Linux Kernel Netfilter Bridge Component Conntrack Confirmation Vulnerability

A vulnerability exists in the Linux kernel's netfilter bridge component, specifically within the br_netfilter local input handling function. This issue arises when a broadcast packet is sent to a tap device added to a bridge, prompting a conntrack confirmation. If another conntrack with the same hash is introduced—potentially by a regular packet to a non-bridge device—a warning may be triggered. The problem stems from br_nf_local_in() improperly managing conntrack entries, particularly after confirmation, which can lead to hash conflicts and associated warnings.

Impact

Exploitation of this vulnerability causes misleading warnings about conntrack handling, which could obscure the detection of genuine issues or lead to incorrect assumptions about network traffic management.

Reproduction

To reproduce this vulnerability, send a broadcast packet to a tap device that is part of a bridge.
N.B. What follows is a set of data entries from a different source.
use std::path::{Path, PathBuf};
use thiserror::Error;

/// Directories under the workspace root that patches may never touch.
const PROTECTED_DIRS: &[&str] = &[".git"];

/// Keeps patch targets inside the store workspace.
///
/// Every target is resolved through symlinks and `..` before it is checked,
/// so a path only passes if the file it names really lives under the root.
#[derive(Debug, Clone)]
pub struct WorkspaceGuard {
    root: PathBuf,
    protected: Vec<PathBuf>,
}

#[derive(Error, Debug)]
pub enum SafetyError {
    #[error("{path} is outside the workspace {workspace}")]
    OutsideWorkspace { path: PathBuf, workspace: PathBuf },

    #[error("{path} is inside protected directory {dir}")]
    Protected { path: PathBuf, dir: PathBuf },

    #[error("cannot resolve {path}: {source}")]
    Unresolvable {
        path: PathBuf,
        source: std::io::Error,
    },
}

impl WorkspaceGuard {
    /// Guard the directory at `root`, which must exist.
    pub fn new(root: impl AsRef<Path>) -> Result<Self, SafetyError> {
        let root = resolve(root.as_ref())?;
        let protected = PROTECTED_DIRS
            .iter()
            .filter_map(|dir| root.join(dir).canonicalize().ok())
            .collect();
        Ok(Self { root, protected })
    }

    /// Resolve `target` (relative to the root unless absolute) to the
    /// existing file it names, and reject it if it escapes the workspace.
    pub fn validate_path(&self, target: impl AsRef<Path>) -> Result<PathBuf, SafetyError> {
        let target = target.as_ref();
        let resolved = resolve(&self.root.join(target))?;

        if !resolved.starts_with(&self.root) {
            return Err(SafetyError::OutsideWorkspace {
                path: resolved,
                workspace: self.root.clone(),
            });
        }
        if let Some(dir) = self.protected.iter().find(|dir| resolved.starts_with(dir)) {
            return Err(SafetyError::Protected {
                dir: dir.clone(),
                path: resolved,
            });
        }

        Ok(resolved)
    }

    pub fn workspace_root(&self) -> &Path {
        &self.root
    }

    #[cfg(test)]
    fn with_protected(root: impl AsRef<Path>, protected: Vec<PathBuf>) -> Result<Self, SafetyError> {
        Ok(Self {
            root: resolve(root.as_ref())?,
            protected,
        })
    }
}

fn resolve(path: &Path) -> Result<PathBuf, SafetyError> {
    path.canonicalize()
        .map_err(|source| SafetyError::Unresolvable {
            path: path.to_path_buf(),
            source,
        })
}
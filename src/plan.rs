use crate::edit::Rewrite;
use std::path::Path;

/// Outcome of running one operation over in-memory content.
#[derive(Debug, Clone, PartialEq, Eq)]
pub enum Transform {
    /// The operation matched and produced different content
    Changed(String),
    /// The operation matched, but the content already has the desired shape
    Unchanged,
    /// Nothing in the content matched the operation's target
    Unmatched,
}

impl Transform {
    /// Classify a line-scan result against the content it was computed from.
    pub(crate) fn from_scan(before: &str, after: String, matches: usize) -> Self {
        if matches == 0 {
            Transform::Unmatched
        } else if after == before {
            Transform::Unchanged
        } else {
            Transform::Changed(after)
        }
    }

    /// The content after this transform, given the content before it.
    pub fn content_after<'a>(&'a self, before: &'a str) -> &'a str {
        match self {
            Transform::Changed(after) => after,
            Transform::Unchanged | Transform::Unmatched => before,
        }
    }
}

/// What applying an operation to a file would do.
#[derive(Debug, Clone, PartialEq, Eq)]
pub enum Plan {
    Rewrite(Rewrite),
    Unchanged(String),
    Unmatched(String),
}

impl Plan {
    pub(crate) fn new(file: &Path, before: &str, transform: Transform, target: &str) -> Self {
        match transform {
            Transform::Changed(after) => Plan::Rewrite(Rewrite::new(file, before, after)),
            Transform::Unchanged => Plan::Unchanged(format!("{target} already up to date")),
            Transform::Unmatched => Plan::Unmatched(format!("{target} not found")),
        }
    }
}
pub mod editor;
pub mod errors;
pub mod schema;

pub use editor::{ComposeEditor, ImageTagUpdate};
pub use errors::ComposeError;
pub use schema::{ComposeFile, ImageRef, Service};
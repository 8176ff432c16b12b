//! Typed view of a compose document.
//!
//! Only the fields the patcher touches are modelled; everything else is
//! carried through the flattened mappings so a load/save cycle keeps the
//! document's key set.

use serde::{Deserialize, Serialize};
use serde_yaml::Mapping;
use std::collections::BTreeMap;

#[derive(Debug, Clone, PartialEq, Serialize, Deserialize)]
pub struct ComposeFile {
    pub services: BTreeMap<String, Service>,
    #[serde(flatten)]
    pub extra: Mapping,
}

#[derive(Debug, Clone, PartialEq, Serialize, Deserialize)]
pub struct Service {
    #[serde(default, skip_serializing_if = "Option::is_none")]
    pub image: Option<String>,
    #[serde(flatten)]
    pub extra: Mapping,
}

/// An image reference split at the first delimiter: `repository:tag`.
#[derive(Debug, Clone, Copy, PartialEq, Eq)]
pub struct ImageRef<'a> {
    pub repository: &'a str,
    pub tag: Option<&'a str>,
}

impl<'a> ImageRef<'a> {
    pub fn parse(image: &'a str, delimiter: &str) -> Self {
        match image.split_once(delimiter) {
            Some((repository, tag)) => Self {
                repository,
                tag: Some(tag),
            },
            None => Self {
                repository: image,
                tag: None,
            },
        }
    }

    pub fn with_tag(&self, delimiter: &str, tag: &str) -> String {
        format!("{}{delimiter}{tag}", self.repository)
    }
}
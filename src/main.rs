use anyhow::{Context, Result};
use clap::{Args, Parser, Subcommand};
use colored::Colorize;
use similar::{ChangeTag, TextDiff};
use std::env;
use std::path::{Path, PathBuf};
use tracing_subscriber::EnvFilter;
use tunnel_patcher::config::{
    apply_patches, check_patches, discover_patch_files, load_from_path, presets,
    ApplicationError, ApplyOptions, ApplyReport, FileChange, PatchConfig, PatchResult,
};

#[derive(Parser)]
#[command(name = "tunnel-patcher")]
#[command(
    about = "Patch the store demo's container configuration for tunnelled access",
    long_about = None
)]
#[command(version)]
struct Cli {
    #[command(flatten)]
    global: GlobalArgs,

    #[command(subcommand)]
    command: Commands,
}

#[derive(Args)]
struct GlobalArgs {
    /// Directory the target files live in (defaults to the current directory)
    #[arg(short, long, global = true)]
    workspace: Option<PathBuf>,

    /// Dry run - show what would be changed without modifying files
    #[arg(short = 'n', long, global = true)]
    dry_run: bool,

    /// Show unified diff of changes
    #[arg(short, long, global = true)]
    diff: bool,

    /// Fail patches whose target matches nothing
    #[arg(long, global = true)]
    strict: bool,

    /// Log every planned and written change to stderr
    #[arg(short, long, global = true)]
    verbose: bool,
}

#[derive(Subcommand)]
enum Commands {
    /// Point MAGENTO_URL in the environment file at the tunnel hostname
    SetHostname {
        /// Public hostname of the tunnel
        host: String,

        #[arg(long, default_value = presets::DOCKER_ENV)]
        file: String,
    },

    /// Drop the sample data installer line from the store Dockerfile
    RemoveSampleData {
        #[arg(long, default_value = presets::DOCKERFILE)]
        file: String,
    },

    /// Set the PHP base image tag in the store Dockerfile
    SetPhp {
        /// PHP image tag, e.g. 5.6.21
        version: String,

        #[arg(long, default_value = presets::DOCKERFILE)]
        file: String,
    },

    /// Set the store image tag in the compose file
    SetMagentoVersion {
        /// Image tag, e.g. 1.9.3.8
        tag: String,

        #[arg(long, default_value = presets::COMPOSE_FILE)]
        file: String,

        /// Compose service running the store
        #[arg(long, default_value = presets::STORE_SERVICE)]
        service: String,
    },

    /// Replace every occurrence of a placeholder in a file
    ReplacePlaceholder {
        /// Replacement text
        value: String,

        #[arg(long)]
        file: String,

        #[arg(long)]
        placeholder: String,
    },

    /// Apply patch sets to a workspace
    Apply {
        /// Patch set to apply (otherwise applies all in <workspace>/patches)
        patches: Option<PathBuf>,

        /// Value for patches that leave it to the caller
        #[arg(long)]
        value: Option<String>,
    },

    /// Check status of patch sets without applying
    Status {
        /// Patch set to check (otherwise checks all in <workspace>/patches)
        patches: Option<PathBuf>,

        /// Value for patches that leave it to the caller
        #[arg(long)]
        value: Option<String>,

        /// Print machine-readable results
        #[arg(long)]
        json: bool,
    },
}

/// Settings shared by every command in one invocation.
struct Run {
    workspace: PathBuf,
    dry_run: bool,
    diff: bool,
    strict: bool,
}

fn main() -> Result<()> {
    let cli = Cli::parse();
    init_logging(cli.global.verbose);

    let run = Run {
        workspace: resolve_workspace(cli.global.workspace)?,
        dry_run: cli.global.dry_run,
        diff: cli.global.diff,
        strict: cli.global.strict,
    };

    match cli.command {
        Commands::SetHostname { host, file } => {
            cmd_preset(&run, presets::set_hostname(&file), Some(host))
        }
        Commands::RemoveSampleData { file } => {
            cmd_preset(&run, presets::remove_sample_data(&file), None)
        }
        Commands::SetPhp { version, file } => {
            cmd_preset(&run, presets::set_php(&file), Some(version))
        }
        Commands::SetMagentoVersion { tag, file, service } => cmd_preset(
            &run,
            presets::set_magento_version(&file, &service),
            Some(tag),
        ),
        Commands::ReplacePlaceholder {
            value,
            file,
            placeholder,
        } => cmd_preset(
            &run,
            presets::replace_placeholder(&file, &placeholder),
            Some(value),
        ),
        Commands::Apply { patches, value } => cmd_apply(&run, patches, value),
        Commands::Status {
            patches,
            value,
            json,
        } => cmd_status(&run, patches, value, json),
    }
}

/// Install the stderr log subscriber.
///
/// `RUST_LOG` wins when set; otherwise only warnings, or this crate's debug
/// output with `--verbose`.
fn init_logging(verbose: bool) {
    let default = if verbose {
        "tunnel_patcher=debug"
    } else {
        "warn"
    };
    let filter = EnvFilter::try_from_default_env().unwrap_or_else(|_| EnvFilter::new(default));

    let _ = tracing_subscriber::fmt()
        .with_env_filter(filter)
        .with_writer(std::io::stderr)
        .without_time()
        .try_init();
}

/// Resolve workspace path
///
/// Priority order:
/// 1. Explicit --workspace flag
/// 2. TUNNEL_PATCHER_WORKSPACE environment variable
/// 3. Current directory
fn resolve_workspace(cli_workspace: Option<PathBuf>) -> Result<PathBuf> {
    if let Some(path) = cli_workspace {
        return path
            .canonicalize()
            .with_context(|| format!("workspace {} is not accessible", path.display()));
    }

    if let Ok(env_path) = env::var("TUNNEL_PATCHER_WORKSPACE") {
        let path = PathBuf::from(&env_path);
        if path.exists() {
            return path
                .canonicalize()
                .with_context(|| format!("workspace {} is not accessible", path.display()));
        }
        eprintln!(
            "{}",
            format!(
                "Warning: TUNNEL_PATCHER_WORKSPACE is set but path doesn't exist: {}",
                env_path
            )
            .yellow()
        );
    }

    env::current_dir().context("could not determine the current directory")
}

/// Load the named patch set, or every patch set in `<workspace>/patches`.
fn load_patch_sets(
    workspace: &Path,
    patches: Option<PathBuf>,
) -> Result<Vec<(PathBuf, PatchConfig)>> {
    let files = match patches {
        Some(path) => vec![path],
        None => {
            let dir = workspace.join("patches");
            let files = discover_patch_files(&dir)?;
            if files.is_empty() {
                anyhow::bail!("No .toml patch sets found in {}", dir.display());
            }
            files
        }
    };

    files
        .into_iter()
        .map(|file| -> Result<(PathBuf, PatchConfig)> {
            let config = load_from_path(&file)?;
            Ok((file, config))
        })
        .collect()
}

/// Helper: Show unified diff between original and modified content
fn display_diff(change: &FileChange) {
    println!(
        "\n{}",
        format!("--- {} (original)", change.file.display()).dimmed()
    );
    println!(
        "{}",
        format!("+++ {} (patched)", change.file.display()).dimmed()
    );

    let diff = TextDiff::from_lines(&change.before, &change.after);

    for change in diff.iter_all_changes() {
        let sign = match change.tag() {
            ChangeTag::Delete => format!("-{}", change).red(),
            ChangeTag::Insert => format!("+{}", change).green(),
            ChangeTag::Equal => format!(" {}", change).normal(),
        };
        print!("{}", sign);
    }
}

#[derive(Default)]
struct Tally {
    applied: usize,
    already_applied: usize,
    unmatched: usize,
    failed: usize,
}

impl Tally {
    fn print_summary(&self) {
        println!("{}", "Summary:".bold());
        println!("  {} applied", format!("{}", self.applied).green());
        println!(
            "  {} already applied",
            format!("{}", self.already_applied).yellow()
        );
        println!("  {} unmatched", format!("{}", self.unmatched).cyan());
        println!("  {} failed", format!("{}", self.failed).red());
    }
}

fn run_config(run: &Run, config: &PatchConfig, argument: Option<String>) -> ApplyReport {
    let options = ApplyOptions {
        argument,
        strict: run.strict,
    };
    if run.dry_run {
        check_patches(config, &run.workspace, &options)
    } else {
        apply_patches(config, &run.workspace, &options)
    }
}

fn print_report(run: &Run, report: &ApplyReport, tally: &mut Tally) {
    for (patch_id, result) in &report.results {
        match result {
            Ok(PatchResult::Applied { file }) => {
                let verb = if run.dry_run { "Would apply" } else { "Applied" };
                println!("{} {}: {} to {}", "✓".green(), patch_id, verb, file.display());
                tally.applied += 1;
            }
            Ok(PatchResult::AlreadyApplied { file }) => {
                println!(
                    "{} {}: Already applied to {}",
                    "⊙".yellow(),
                    patch_id,
                    file.display()
                );
                tally.already_applied += 1;
            }
            Ok(PatchResult::Unmatched { file, reason }) => {
                println!(
                    "{} {}: No match in {} ({}), left unchanged",
                    "⊘".cyan(),
                    patch_id,
                    file.display(),
                    reason
                );
                tally.unmatched += 1;
            }
            Err(e) => {
                eprintln!("{} {}: Error - {}", "✗".red(), patch_id, e);
                tally.failed += 1;

                match e {
                    ApplicationError::NoMatch { file, .. } => {
                        eprintln!("  {}", "CONFLICT: target matched nothing".red());
                        eprintln!("  File: {}", file.display());
                        eprintln!("  Possible causes:");
                        eprintln!("    - The file was already rewritten by hand");
                        eprintln!("    - The marker line was renamed or removed");
                    }
                    ApplicationError::MissingValue { .. } => {
                        eprintln!("  Pass the value with --value <VALUE>");
                    }
                    _ => {}
                }
            }
        }
    }

    if run.diff {
        for change in &report.changes {
            display_diff(change);
        }
    }
}

fn cmd_preset(run: &Run, config: PatchConfig, argument: Option<String>) -> Result<()> {
    if run.dry_run {
        println!("{}", "[DRY RUN - showing what would be applied]".cyan());
    }

    let mut tally = Tally::default();
    let report = run_config(run, &config, argument);
    print_report(run, &report, &mut tally);

    if tally.failed > 0 {
        std::process::exit(1);
    }

    Ok(())
}

fn cmd_apply(run: &Run, patches: Option<PathBuf>, value: Option<String>) -> Result<()> {
    let patch_sets = load_patch_sets(&run.workspace, patches)?;

    println!("Workspace: {}", run.workspace.display());
    println!();

    let mut tally = Tally::default();

    for (patch_file, config) in patch_sets {
        println!("Loading patches from {}...", patch_file.display());
        if run.dry_run {
            println!("{}", "  [DRY RUN - showing what would be applied]".cyan());
        }

        let report = run_config(run, &config, value.clone());
        print_report(run, &report, &mut tally);
        println!();
    }

    tally.print_summary();

    if tally.failed > 0 {
        std::process::exit(1);
    }

    Ok(())
}

fn cmd_status(
    run: &Run,
    patches: Option<PathBuf>,
    value: Option<String>,
    json: bool,
) -> Result<()> {
    let patch_sets = load_patch_sets(&run.workspace, patches)?;
    let options = ApplyOptions {
        argument: value,
        strict: run.strict,
    };

    let mut applied = Vec::new();
    let mut pending = Vec::new();
    let mut unmatched = Vec::new();
    let mut failed = Vec::new();
    let mut entries = Vec::new();

    // Read-only; does not mutate workspace files
    for (patch_file, config) in &patch_sets {
        let report = check_patches(config, &run.workspace, &options);

        for (patch_id, result) in report.results {
            let (status, file, reason) = match &result {
                Ok(PatchResult::AlreadyApplied { file }) => ("applied", Some(file.clone()), None),
                Ok(PatchResult::Applied { file }) => ("pending", Some(file.clone()), None),
                Ok(PatchResult::Unmatched { file, reason }) => {
                    ("unmatched", Some(file.clone()), Some(reason.clone()))
                }
                Err(e) => ("failed", None, Some(e.to_string())),
            };

            entries.push(serde_json::json!({
                "patch_set": patch_file.display().to_string(),
                "id": patch_id,
                "status": status,
                "file": file.map(|f| f.display().to_string()),
                "reason": reason,
            }));

            let reason = reason.unwrap_or_default();
            match status {
                "applied" => applied.push((patch_id, reason)),
                "pending" => pending.push((patch_id, reason)),
                "unmatched" => unmatched.push((patch_id, reason)),
                _ => failed.push((patch_id, reason)),
            }
        }
    }

    if json {
        println!("{}", serde_json::to_string_pretty(&entries)?);
        return Ok(());
    }

    println!("{}", "Patch Status Report".bold());
    println!("Workspace: {}", run.workspace.display());
    println!();

    let groups = [
        ("✓".green(), "APPLIED".green().bold(), &applied),
        ("⊙".yellow(), "PENDING".yellow().bold(), &pending),
        ("⊘".cyan(), "UNMATCHED".cyan().bold(), &unmatched),
        ("✗".red(), "FAILED".red().bold(), &failed),
    ];

    for (symbol, title, items) in groups {
        if items.is_empty() {
            continue;
        }
        println!("{} {} ({} patches)", symbol, title, items.len());
        for (id, reason) in items.iter() {
            if reason.is_empty() {
                println!("  - {}", id);
            } else {
                println!("  - {} ({})", id, reason.dimmed());
            }
        }
        println!();
    }

    Ok(())
}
Ensure that another conntrack entry with the same hash value is added to the hash table, which can be done by sending a normal packet to a non-bridge device. This will trigger the br_nf_local_in() function to confirm the conntrack, potentially leading to the warning about the conntrack confirmation issue.

Remediation

The vulnerability has been addressed in the Linux kernel. Users should upgrade to the latest version where this issue has been fixed.